Your assignment ▸ Stop after the line containing "use crate::error::HomeRelayError;"; retype every line of the data before it exactly, starting from the first.

Input data ▸
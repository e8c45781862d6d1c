//! Relay commands: the two relay states a caller wants applied.

use serde::Serialize;
use serde_json::{Number, Value};

use crate::content_instance::ContentInstanceEnvelope;
use crate::error::HomeRelayError;

/// Largest magnitude JavaScript still prints without an exponent.
const PLAIN_NOTATION_LIMIT: f64 = 1e21;

/// Desired state of the two relays.
///
/// Values are opaque: whatever JSON the caller sent is forwarded as-is.
/// A member missing from the request stays `None` and is left out of the
/// serialized content, while an explicit `null` is kept as `null`.
/// Members other than `relay1` and `relay2` are dropped.
#[derive(Debug, Clone, Default, PartialEq, Serialize)]
pub struct RelayCommand {
    #[serde(skip_serializing_if = "Option::is_none")]
    pub relay1: Option<Value>,
    #[serde(skip_serializing_if = "Option::is_none")]
    pub relay2: Option<Value>,
}

impl RelayCommand {
    /// Build a command with both relays set.
    pub fn new(relay1: impl Into<Value>, relay2: impl Into<Value>) -> Self {
        Self {
            relay1: Some(relay1.into()),
            relay2: Some(relay2.into()),
        }
    }

    /// Pick `relay1` and `relay2` out of a JSON value.
    ///
    /// Anything other than an object yields an empty command.
    #[must_use]
    pub fn from_value(value: &Value) -> Self {
        let member = |key: &str| value.as_object().and_then(|obj| obj.get(key)).cloned();
        Self {
            relay1: member("relay1"),
            relay2: member("relay2"),
        }
    }

    /// Read a command from a raw request body.
    ///
    /// The body is not validated: bytes that do not parse as JSON, or parse
    /// to something other than an object, yield an empty command.
    #[must_use]
    pub fn from_body(body: &[u8]) -> Self {
        serde_json::from_slice::<Value>(body)
            .map(|value| Self::from_value(&value))
            .unwrap_or_default()
    }

    /// Serialize the command into the string carried by `con`.
    ///
    /// Floats holding an integral value are written as integers, so `1.0`
    /// becomes `1` and `1e2` becomes `100`.
    ///
    /// # Errors
    ///
    /// Returns [`HomeRelayError::Encode`] if serialization fails.
    pub fn to_content(&self) -> Result<String, HomeRelayError> {
        let mut normalized = self.clone();
        for value in [&mut normalized.relay1, &mut normalized.relay2]
            .into_iter()
            .flatten()
        {
            normalize_numbers(value);
        }
        serde_json::to_string(&normalized).map_err(HomeRelayError::Encode)
    }

    /// Wrap the command in a content instance envelope.
    ///
    /// # Errors
    ///
    /// Returns [`HomeRelayError::Encode`] if serialization fails.
    pub fn to_envelope(&self) -> Result<ContentInstanceEnvelope, HomeRelayError> {
        self.to_content().map(ContentInstanceEnvelope::new)
    }
}

fn normalize_numbers(value: &mut Value) {
    match value {
        Value::Number(number) => {
            if let Some(integral) = number
                .as_f64()
                .filter(|_| number.is_f64())
                .and_then(integral_number)
            {
                *number = integral;
            }
        }
        Value::Array(items) => items.iter_mut().for_each(normalize_numbers),
        Value::Object(members) => members.values_mut().for_each(normalize_numbers),
        _ => {}
    }
}

#[allow(
    clippy::cast_possible_truncation,
    clippy::cast_precision_loss,
    clippy::cast_sign_loss
)]
fn integral_number(float: f64) -> Option<Number> {
    if float.fract().abs() > 0.0 || float.abs() >= PLAIN_NOTATION_LIMIT {
        return None;
    }
    // i64::MAX as f64 rounds up to 2^63, so the upper bound is exclusive.
    if float >= i64::MIN as f64 && float < i64::MAX as f64 {
        Some(Number::from(float as i64))
    } else if float >= 0.0 && float < u64::MAX as f64 {
        Some(Number::from(float as u64))
    } else {
        None
    }
}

Result ▸
repository e8c45781862d6d1c
//! Relay commands: the two relay states a caller wants applied.

use serde::Serialize;
use serde_json::{Number, Value};

use crate::content_instance::ContentInstanceEnvelope;
use crate::error::HomeRelayError;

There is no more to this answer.